Bisnis.com, JAKARTA - Sistem pesawat udara tanpa awak sangat erat kaitannya dengan keselamatan penerbangan. Badan Penelitian dan Pengembangan Perhubungan (Balitbanghub) bersama dengan Djokosoetono Research Center (DRC) Fakultas Hukum Universitas Indonesia (FHUI) melakukan kajian aturan penggunaan sistem tersebut.
Kepala Balitbanghub Umar Aris menyampaikan, bahwa pesawat udara tanpa awak telah digunakan untuk berbagai kegiatan, yang dulunya hanya digunakan sebatas hobi saat ini berkembang pesat hingga mengarah ke transportasi.
Menurutnya, diperlukan persiapan yang sangat matang dalam memberikan ruang bagi pesawat tanpa awak tersebut untuk beroperasi di udara.
"Dari beragam jenis pengkategorian dan klasifikasi pesawat tanpa awak menimbulkan tingkat risiko yang berbeda-beda.

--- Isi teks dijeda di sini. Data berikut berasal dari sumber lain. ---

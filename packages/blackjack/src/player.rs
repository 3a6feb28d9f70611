use serde::{Deserialize, Serialize};

use crate::table_io::{DecisionSource, HandView, TableEvent};
use crate::Hand;

/// The House draws on this total or less
pub const HOUSE_HITS_ON: u32 = 16;

/// A named place at the table and the hand in front of it
#[derive(Debug, Clone, Default, PartialEq, Eq, Serialize, Deserialize)]
pub struct Seat {
    name: String,
    hand: Hand,
}

impl Seat {
    pub fn new(name: impl Into<String>) -> Self {
        Self {
            name: name.into(),
            hand: Hand::new(),
        }
    }

    pub fn name(&self) -> &str {
        &self.name
    }

    pub fn hand(&self) -> &Hand {
        &self.hand
    }

    pub fn hand_mut(&mut self) -> &mut Hand {
        &mut self.hand
    }

    pub fn total(&self) -> u32 {
        self.hand.value()
    }

    pub fn is_busted(&self) -> bool {
        self.hand.is_busted()
    }

    pub fn view(&self) -> HandView {
        HandView::new(&self.name, &self.hand)
    }

    pub fn bust_event(&self) -> TableEvent {
        TableEvent::Bust {
            name: self.name.clone(),
        }
    }
}

/// Anyone who can be dealt extra cards: a human player or the House.
///
/// The extra-card loop only talks to this trait, so both roles share it.
pub trait Participant {
    fn seat(&self) -> &Seat;
    fn seat_mut(&mut self) -> &mut Seat;

    /// Whether this participant takes another card right now
    fn is_hitting(&self, decisions: &mut dyn DecisionSource) -> bool;

    fn is_busted(&self) -> bool {
        self.seat().is_busted()
    }
}

#[derive(Debug, Clone, PartialEq, Eq)]
pub struct Player {
    seat: Seat,
}

impl Player {
    pub fn new(name: impl Into<String>) -> Self {
        Self {
            seat: Seat::new(name),
        }
    }

    pub fn name(&self) -> &str {
        self.seat.name()
    }

    pub fn hand(&self) -> &Hand {
        self.seat.hand()
    }

    pub fn win(&self) -> TableEvent {
        TableEvent::Win {
            name: self.name().to_string(),
        }
    }

    pub fn lose(&self) -> TableEvent {
        TableEvent::Lose {
            name: self.name().to_string(),
        }
    }

    pub fn push(&self) -> TableEvent {
        TableEvent::Push {
            name: self.name().to_string(),
        }
    }
}

impl Participant for Player {
    fn seat(&self) -> &Seat {
        &self.seat
    }

    fn seat_mut(&mut self) -> &mut Seat {
        &mut self.seat
    }

    fn is_hitting(&self, decisions: &mut dyn DecisionSource) -> bool {
        decisions.wants_hit(self.seat.name(), self.seat.hand())
    }
}

#[derive(Debug, Clone, PartialEq, Eq)]
pub struct House {
    seat: Seat,
}

impl House {
    pub fn new(name: impl Into<String>) -> Self {
        Self {
            seat: Seat::new(name),
        }
    }

    pub fn name(&self) -> &str {
        self.seat.name()
    }

    pub fn hand(&self) -> &Hand {
        self.seat.hand()
    }

    /// Fixed dealer rule: hit on 16 or less
    pub fn should_hit(&self) -> bool {
        self.seat.total() <= HOUSE_HITS_ON
    }

    /// Turns the hole card over. Returns an event when there is nothing to flip.
    pub fn flip_first_card(&mut self) -> Option<TableEvent> {
        if self.seat.hand_mut().flip_first() {
            None
        } else {
            Some(TableEvent::NoCardToFlip {
                name: self.name().to_string(),
            })
        }
    }
}

impl Default for House {
    fn default() -> Self {
        Self::new("House")
    }
}

impl Participant for House {
    fn seat(&self) -> &Seat {
        &self.seat
    }

    fn seat_mut(&mut self) -> &mut Seat {
        &mut self.seat
    }

    fn is_hitting(&self, _decisions: &mut dyn DecisionSource) -> bool {
        self.should_hit()
    }
}
//! Nearest-neighbor search over source patch descriptors
//!
//! Candidates are scanned in the order they are given, which the driver
//! derives from the source patch collection. Every search breaks distance
//! ties by scan position, so results are deterministic whether distances are
//! evaluated sequentially or in parallel.

use rayon::prelude::*;
use std::cmp::Ordering;
use std::collections::BinaryHeap;

use crate::analysis::descriptor::{DifferenceMetric, PatchDescriptor};
use crate::analysis::pair::PatchPair;
use crate::io::error::{Result, invalid_parameter};

/// A scored candidate, identified by its position in the scan
#[derive(Debug, Clone, Copy)]
pub struct Candidate {
    /// Position in the candidate slice
    pub index: usize,
    /// Distance from the target
    pub distance: f32,
}

impl PartialEq for Candidate {
    fn eq(&self, other: &Self) -> bool {
        self.cmp(other) == Ordering::Equal
    }
}

impl Eq for Candidate {}

impl PartialOrd for Candidate {
    fn partial_cmp(&self, other: &Self) -> Option<Ordering> {
        Some(self.cmp(other))
    }
}

impl Ord for Candidate {
    fn cmp(&self, other: &Self) -> Ordering {
        self.distance
            .total_cmp(&other.distance)
            .then_with(|| self.index.cmp(&other.index))
    }
}

/// Chooses a source patch for a target descriptor
pub trait SearchPolicy {
    /// Best match among `candidates`, or `None` if there are none
    ///
    /// # Errors
    ///
    /// Returns `SizeMismatch` if the descriptors cannot be compared
    fn search(
        &self,
        target: &PatchDescriptor,
        candidates: &[&PatchDescriptor],
    ) -> Result<Option<PatchPair>>;
}

fn check_candidates(target: &PatchDescriptor, candidates: &[&PatchDescriptor]) -> Result<()> {
    match candidates.first() {
        Some(first) => DifferenceMetric::check_compatible(target, first),
        None => Ok(()),
    }
}

fn scored_pair(
    metric: &DifferenceMetric,
    target: &PatchDescriptor,
    source: &PatchDescriptor,
    distance: f32,
) -> PatchPair {
    let mut pair = PatchPair::new(*source.patch(), *target.patch());
    metric.record(&mut pair, distance);
    pair
}

/// Exhaustive scan returning the single closest candidate
#[derive(Debug, Clone, Default)]
pub struct LinearSearchBest {
    /// Distance used for ranking
    pub metric: DifferenceMetric,
    /// Evaluate candidates on the rayon thread pool
    pub parallel: bool,
}

impl LinearSearchBest {
    /// Create a sequential best-match search
    pub const fn new(metric: DifferenceMetric) -> Self {
        Self {
            metric,
            parallel: false,
        }
    }

    /// Closest candidate; ties go to the earliest in scan order
    ///
    /// # Errors
    ///
    /// Returns `SizeMismatch` if the descriptors cannot be compared
    pub fn find_best(
        &self,
        target: &PatchDescriptor,
        candidates: &[&PatchDescriptor],
    ) -> Result<Option<Candidate>> {
        check_candidates(target, candidates)?;
        let score = |(index, source): (usize, &&PatchDescriptor)| Candidate {
            index,
            distance: self.metric.distance(target, source),
        };

        Ok(if self.parallel {
            candidates.par_iter().enumerate().map(score).min()
        } else {
            candidates.iter().enumerate().map(score).min()
        })
    }
}

impl SearchPolicy for LinearSearchBest {
    fn search(
        &self,
        target: &PatchDescriptor,
        candidates: &[&PatchDescriptor],
    ) -> Result<Option<PatchPair>> {
        let best = self.find_best(target, candidates)?;
        Ok(best.and_then(|c| {
            candidates
                .get(c.index)
                .map(|source| scored_pair(&self.metric, target, source, c.distance))
        }))
    }
}

/// Exhaustive scan keeping the `k` closest candidates
#[derive(Debug, Clone)]
pub struct LinearSearchKnn {
    /// Distance used for ranking
    pub metric: DifferenceMetric,
    /// Number of candidates kept
    pub k: usize,
    /// Evaluate candidates on the rayon thread pool
    pub parallel: bool,
}

impl LinearSearchKnn {
    /// Create a sequential k-best search
    pub const fn new(metric: DifferenceMetric, k: usize) -> Self {
        Self {
            metric,
            k,
            parallel: false,
        }
    }

    /// The `min(k, candidates.len())` closest candidates, ascending
    ///
    /// # Errors
    ///
    /// Returns `SizeMismatch` if the descriptors cannot be compared
    pub fn find_k_best(
        &self,
        target: &PatchDescriptor,
        candidates: &[&PatchDescriptor],
    ) -> Result<Vec<Candidate>> {
        check_candidates(target, candidates)?;
        if self.k == 0 {
            return Ok(Vec::new());
        }
        let k = self.k;
        let score = |(index, source): (usize, &&PatchDescriptor)| Candidate {
            index,
            distance: self.metric.distance(target, source),
        };

        // Bounded max-heap: the worst kept candidate sits on top
        let keep = |mut heap: BinaryHeap<Candidate>, candidate: Candidate| {
            if heap.len() < k {
                heap.push(candidate);
            } else if heap.peek().is_some_and(|worst| candidate < *worst) {
                heap.pop();
                heap.push(candidate);
            }
            heap
        };

        let heap = if self.parallel {
            candidates
                .par_iter()
                .enumerate()
                .map(score)
                .fold(BinaryHeap::new, keep)
                .reduce(BinaryHeap::new, |a, b| b.into_iter().fold(a, keep))
        } else {
            candidates
                .iter()
                .enumerate()
                .map(score)
                .fold(BinaryHeap::with_capacity(k.min(candidates.len())), keep)
        };

        Ok(heap.into_sorted_vec())
    }

    /// Ranked pairs for the k closest candidates
    ///
    /// # Errors
    ///
    /// Returns `SizeMismatch` if the descriptors cannot be compared
    pub fn ranked_pairs(
        &self,
        target: &PatchDescriptor,
        candidates: &[&PatchDescriptor],
    ) -> Result<Vec<PatchPair>> {
        Ok(self
            .find_k_best(target, candidates)?
            .into_iter()
            .filter_map(|c| {
                candidates
                    .get(c.index)
                    .map(|source| scored_pair(&self.metric, target, source, c.distance))
            })
            .collect())
    }
}

impl SearchPolicy for LinearSearchKnn {
    fn search(
        &self,
        target: &PatchDescriptor,
        candidates: &[&PatchDescriptor],
    ) -> Result<Option<PatchPair>> {
        Ok(self.ranked_pairs(target, candidates)?.into_iter().next())
    }
}

/// Second stage of a two-step search: picks one entry of a shortlist
pub trait RefinementPolicy {
    /// Position of the chosen entry in `shortlist`, which is ordered by
    /// ascending coarse distance
    ///
    /// # Errors
    ///
    /// Returns an error if the refinement cannot compare the descriptors
    fn select(
        &self,
        target: &PatchDescriptor,
        shortlist: &[&PatchDescriptor],
    ) -> Result<Option<usize>>;

    /// Record refinement scores on the chosen pair
    fn annotate(&self, _target: &PatchDescriptor, _chosen: &PatchDescriptor, _pair: &mut PatchPair) {}
}

/// Re-rank the shortlist under a second metric
#[derive(Debug, Clone, Default)]
pub struct MetricRefinement {
    /// Metric applied to the shortlist only
    pub metric: DifferenceMetric,
}

impl RefinementPolicy for MetricRefinement {
    fn select(
        &self,
        target: &PatchDescriptor,
        shortlist: &[&PatchDescriptor],
    ) -> Result<Option<usize>> {
        Ok(LinearSearchBest::new(self.metric.clone())
            .find_best(target, shortlist)?
            .map(|c| c.index))
    }

    fn annotate(&self, target: &PatchDescriptor, chosen: &PatchDescriptor, pair: &mut PatchPair) {
        let distance = self.metric.distance(target, chosen);
        self.metric.record(pair, distance);
    }
}

/// Trust the coarse ranking and take its head
#[derive(Debug, Clone, Copy, Default)]
pub struct FirstCandidate;

impl RefinementPolicy for FirstCandidate {
    fn select(
        &self,
        _target: &PatchDescriptor,
        shortlist: &[&PatchDescriptor],
    ) -> Result<Option<usize>> {
        Ok((!shortlist.is_empty()).then_some(0))
    }
}

impl<F> RefinementPolicy for F
where
    F: Fn(&PatchDescriptor, &[&PatchDescriptor]) -> Option<usize>,
{
    fn select(
        &self,
        target: &PatchDescriptor,
        shortlist: &[&PatchDescriptor],
    ) -> Result<Option<usize>> {
        Ok(self(target, shortlist))
    }
}

/// Coarse k-best filter followed by a refinement policy
///
/// The refined choice is only guaranteed optimal under the refinement when
/// `k` covers every candidate; with a smaller `k` it is the best the
/// shortlist offers.
#[derive(Debug, Clone)]
pub struct TwoStepSearch<R> {
    /// Cheap first stage
    pub coarse: LinearSearchKnn,
    /// Second stage over the shortlist
    pub refinement: R,
}

impl<R: RefinementPolicy> TwoStepSearch<R> {
    /// Compose a coarse search with a refinement
    pub const fn new(coarse: LinearSearchKnn, refinement: R) -> Self {
        Self { coarse, refinement }
    }

    /// Shortlisted pairs as ranked by the coarse stage
    ///
    /// # Errors
    ///
    /// Returns `SizeMismatch` if the descriptors cannot be compared
    pub fn shortlist(
        &self,
        target: &PatchDescriptor,
        candidates: &[&PatchDescriptor],
    ) -> Result<Vec<PatchPair>> {
        self.coarse.ranked_pairs(target, candidates)
    }
}

impl<R: RefinementPolicy> SearchPolicy for TwoStepSearch<R> {
    fn search(
        &self,
        target: &PatchDescriptor,
        candidates: &[&PatchDescriptor],
    ) -> Result<Option<PatchPair>> {
        let ranked = self.coarse.find_k_best(target, candidates)?;
        let shortlist: Vec<&PatchDescriptor> = ranked
            .iter()
            .filter_map(|c| candidates.get(c.index).copied())
            .collect();

        let Some(position) = self.refinement.select(target, &shortlist)? else {
            return Ok(None);
        };
        let (Some(chosen), Some(coarse)) = (shortlist.get(position), ranked.get(position)) else {
            return Err(invalid_parameter(
                "refinement",
                &position,
                &format!("shortlist has {} entries", shortlist.len()),
            ));
        };

        let mut pair = scored_pair(&self.coarse.metric, target, chosen, coarse.distance);
        self.refinement.annotate(target, chosen, &mut pair);
        Ok(Some(pair))
    }
}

Namun masih banyak para penerbang atau operator yang belum memiliki pengetahuan dan pemahaman yang cukup terhadap peraturan pengoperasian pesawat tanpa awak,” ujarnya, Jumat (8/10/2021).

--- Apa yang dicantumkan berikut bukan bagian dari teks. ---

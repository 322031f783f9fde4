//! Error types and context management for inpainting operations

use std::fmt;
use std::path::PathBuf;

/// Main error type for all inpainting operations
#[derive(Debug)]
pub enum InpaintError {
    /// Failed to load an image or mask from the filesystem
    ImageLoad {
        /// Path to the image file
        path: PathBuf,
        /// Underlying image loading error
        source: image::ImageError,
    },

    /// A patch would extend past the grid
    ///
    /// Raised at construction time. Callers either skip the vertex or
    /// choose a smaller half-width.
    OutOfBounds {
        /// Requested patch center as `[row, col]`
        center: [usize; 2],
        /// Requested half-width
        half_width: usize,
        /// Grid dimensions as `(rows, cols)`
        bounds: (usize, usize),
    },

    /// A patch that must be fully valid touches a hole pixel
    ///
    /// Indicates a bookkeeping bug in the source patch collection.
    IncompletePatch {
        /// Center of the offending patch
        center: [usize; 2],
        /// Half-width of the offending patch
        half_width: usize,
        /// First hole pixel found inside the patch
        hole: [usize; 2],
    },

    /// Two patches or descriptors that must agree in size do not
    SizeMismatch {
        /// Size of the source side (side length or component count)
        source: usize,
        /// Size of the target side
        target: usize,
    },

    /// The run ended with hole pixels left that no admissible match could fill
    InpaintingIncomplete {
        /// Hole pixels remaining at termination
        remaining: Vec<[usize; 2]>,
        /// Number of patches committed before termination
        commits: usize,
    },

    /// The incremental frontier disagrees with a brute-force recomputation
    FrontierMismatch {
        /// Boundary vertices the frontier does not track
        missing: Vec<[usize; 2]>,
        /// Tracked vertices that are not on the boundary
        unexpected: Vec<[usize; 2]>,
    },

    /// Parameter validation failed
    InvalidParameter {
        /// Name of the invalid parameter
        parameter: &'static str,
        /// Provided value that failed validation
        value: String,
        /// Explanation of why the value is invalid
        reason: String,
    },

    /// Failed to save an image to disk
    ImageExport {
        /// Path where export was attempted
        path: PathBuf,
        /// Underlying image export error
        source: image::ImageError,
    },

    /// General file system operation failure
    FileSystem {
        /// Path involved in the operation
        path: PathBuf,
        /// Description of the operation that failed
        operation: &'static str,
        /// Underlying I/O error
        source: std::io::Error,
    },
}

impl fmt::Display for InpaintError {
    fn fmt(&self, f: &mut fmt::Formatter<'_>) -> fmt::Result {
        match self {
            Self::ImageLoad { path, source } => {
                write!(f, "Failed to load image '{}': {source}", path.display())
            }
            Self::OutOfBounds {
                center,
                half_width,
                bounds,
            } => {
                write!(
                    f,
                    "Patch at [{}, {}] with half-width {half_width} exceeds grid {}x{}",
                    center[0], center[1], bounds.0, bounds.1
                )
            }
            Self::IncompletePatch {
                center,
                half_width,
                hole,
            } => {
                write!(
                    f,
                    "Source patch at [{}, {}] (half-width {half_width}) contains hole pixel [{}, {}]",
                    center[0], center[1], hole[0], hole[1]
                )
            }
            Self::SizeMismatch { source, target } => {
                write!(f, "Size mismatch: source {source}, target {target}")
            }
            Self::InpaintingIncomplete { remaining, commits } => {
                write!(
                    f,
                    "Inpainting incomplete: {} hole pixels remain after {commits} commits",
                    remaining.len()
                )?;
                if let Some(first) = remaining.first() {
                    write!(f, " (first at [{}, {}])", first[0], first[1])?;
                }
                Ok(())
            }
            Self::FrontierMismatch {
                missing,
                unexpected,
            } => {
                write!(
                    f,
                    "Frontier out of sync: {} boundary vertices missing, {} unexpected",
                    missing.len(),
                    unexpected.len()
                )
            }
            Self::InvalidParameter {
                parameter,
                value,
                reason,
            } => {
                write!(f, "Invalid parameter '{parameter}' = '{value}': {reason}")
            }
            Self::ImageExport { path, source } => {
                write!(
                    f,
                    "Failed to export image to '{}': {source}",
                    path.display()
                )
            }
            Self::FileSystem {
                path,
                operation,
                source,
            } => {
                write!(
                    f,
                    "File system error during {operation} on '{}': {source}",
                    path.display()
                )
            }
        }
    }
}

impl std::error::Error for InpaintError {
    fn source(&self) -> Option<&(dyn std::error::Error + 'static)> {
        match self {
            Self::ImageLoad { source, .. } | Self::ImageExport { source, .. } => Some(source),
            Self::FileSystem { source, .. } => Some(source),
            _ => None,
        }
    }
}

/// Convenience type alias for inpainting results
pub type Result<T> = std::result::Result<T, InpaintError>;

/// Additional context to enrich error messages
#[derive(Debug, Clone, Default)]
pub struct ErrorContext {
    /// Current driver iteration
    pub iteration: Option<usize>,
    /// Commits performed so far
    pub commits: Option<usize>,
    /// Vertex being processed when the error occurred
    pub vertex: Option<[usize; 2]>,
    /// Operation being performed
    pub operation: Option<&'static str>,
}

/// Enriches error messages with driver state information
pub trait WithContext<T> {
    /// Add error context to a Result
    ///
    /// # Errors
    ///
    /// Propagates the original error with additional context applied
    fn with_context(self, context: ErrorContext) -> Result<T>;

    /// Add just the operation context
    ///
    /// # Errors
    ///
    /// Propagates the original error with the operation context applied
    fn with_operation(self, operation: &'static str) -> Result<T>;
}

impl<T, E> WithContext<T> for std::result::Result<T, E>
where
    E: Into<InpaintError>,
{
    fn with_context(self, context: ErrorContext) -> Result<T> {
        self.map_err(|e| {
            let mut error = e.into();
            // Only the terminal report carries a commit counter worth patching
            if let InpaintError::InpaintingIncomplete { commits, .. } = &mut error {
                if let Some(count) = context.commits {
                    *commits = count;
                }
            }
            error
        })
    }

    fn with_operation(self, operation: &'static str) -> Result<T> {
        self.with_context(ErrorContext {
            operation: Some(operation),
            ..Default::default()
        })
    }
}

impl From<image::ImageError> for InpaintError {
    fn from(err: image::ImageError) -> Self {
        Self::ImageLoad {
            path: PathBuf::from("<unknown>"),
            source: err,
        }
    }
}

impl From<std::io::Error> for InpaintError {
    fn from(err: std::io::Error) -> Self {
        Self::FileSystem {
            path: PathBuf::from("<unknown>"),
            operation: "unknown",
            source: err,
        }
    }
}

/// Create an invalid parameter error
pub fn invalid_parameter(
    parameter: &'static str,
    value: &impl ToString,
    reason: &impl ToString,
) -> InpaintError {
    InpaintError::InvalidParameter {
        parameter,
        value: value.to_string(),
        reason: reason.to_string(),
    }
}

Umar mengatakan, untuk mengantisipasi adanya risiko tersebut, maka integrasi pesawat tanpa awak dalam operasi penerbangan dan ruang udara harus memenuhi 5 aspek utama yang meliputi keselamatan, keamanan, lalu lintas udara, sosio-ekonomi, dan regulasi.
"Sebagai salah satu aspek prioritas, regulasi memegang peranan penting dalam menjamin berlangsungnya operasi pesawat tanpa awak yang selamat, tertib dan lancar," tambahnya.
Baca Juga
Kepala Pusat Penelitian dan Pengembangan Transportasi Udara Novyanto Widadi menyebut, bahwa pihaknya bersama dengan DRC FHUI telah menyusun Rancangan Peraturan Pemerintah (RPP) yang berdasarkan kebutuhan untuk pengaturan lebih lanjut sesuai dengan yang tertuang dalam UU No. 1/2009 tentang Penerbangan dan UU No. 11/2020 tentang Cipta Kerja serta sejalan dengan Peraturan Pemerintah No. 32/2021 tentang Penyelenggaraan Bidang Penerbangan.
“Dengan adanya kajian yang dihasilkan oleh Balitbanghub dan DRC FHUI diharapkan dapat menciptakan sistem peraturan yang komprehensif dan harmonis di Indonesia serta menjawab tantangan-tantangan yang hadir pada masa kini maupun pada masa yang mendatang,” sebutnya.
Guru Besar FHUI Hikmahanto mengungkapkan, dalam RPP ini perlu diperhatikan beberapa aspek mulai dari sertifikasi personil, licensing operator/pengendali Sistem Pesawat Udara Tanpa Awak, penggunaan Sistem Pesawat Udara Tanpa Awak sebagai sarana angkutan niaga, serta pengaturan mengenai tanggung jawab yang muncul sebagai akibat dari penyalahgunaannya, mulai dari tanggung jawab pidana, perdata, maupun administratif.
Dalam hal ini, sambung Hikmahanto, pertimbangan-pertimbangan atas aspek keselamatan transportasi, privasi perorangan, serta pertahanan dan keamanan perlu dipertimbangkan.
“Berdasarkan RPP yang telah disusun perlu adanya peraturan turunan seperti manajemen lalu lintas udara, pengaturan ruang udara, tata cara dan prosedur pendaftaran dan registrasi, kriteria standar kalaikudaraan, tata cara, prasyarat, dan prosedur persetujuan rancang bangun, sertifikasi tipe, sertifikasi kelaikudaraan dan kelaikudaraan berkelanjutan, sertifikasi operator hingga sanksi,” tuturnya.
Dia menambahkan, dengan dihasilkannya kajian mengenai pengoperasian sistem pesawat udara tanpa awak di Indonesia, diharapkan dapat menjadi sumbangsih positif pagi pembentukan regulasi serta peraturan di kemudian hari terkait dengan pesawat udara tanpa awak di Indonesia.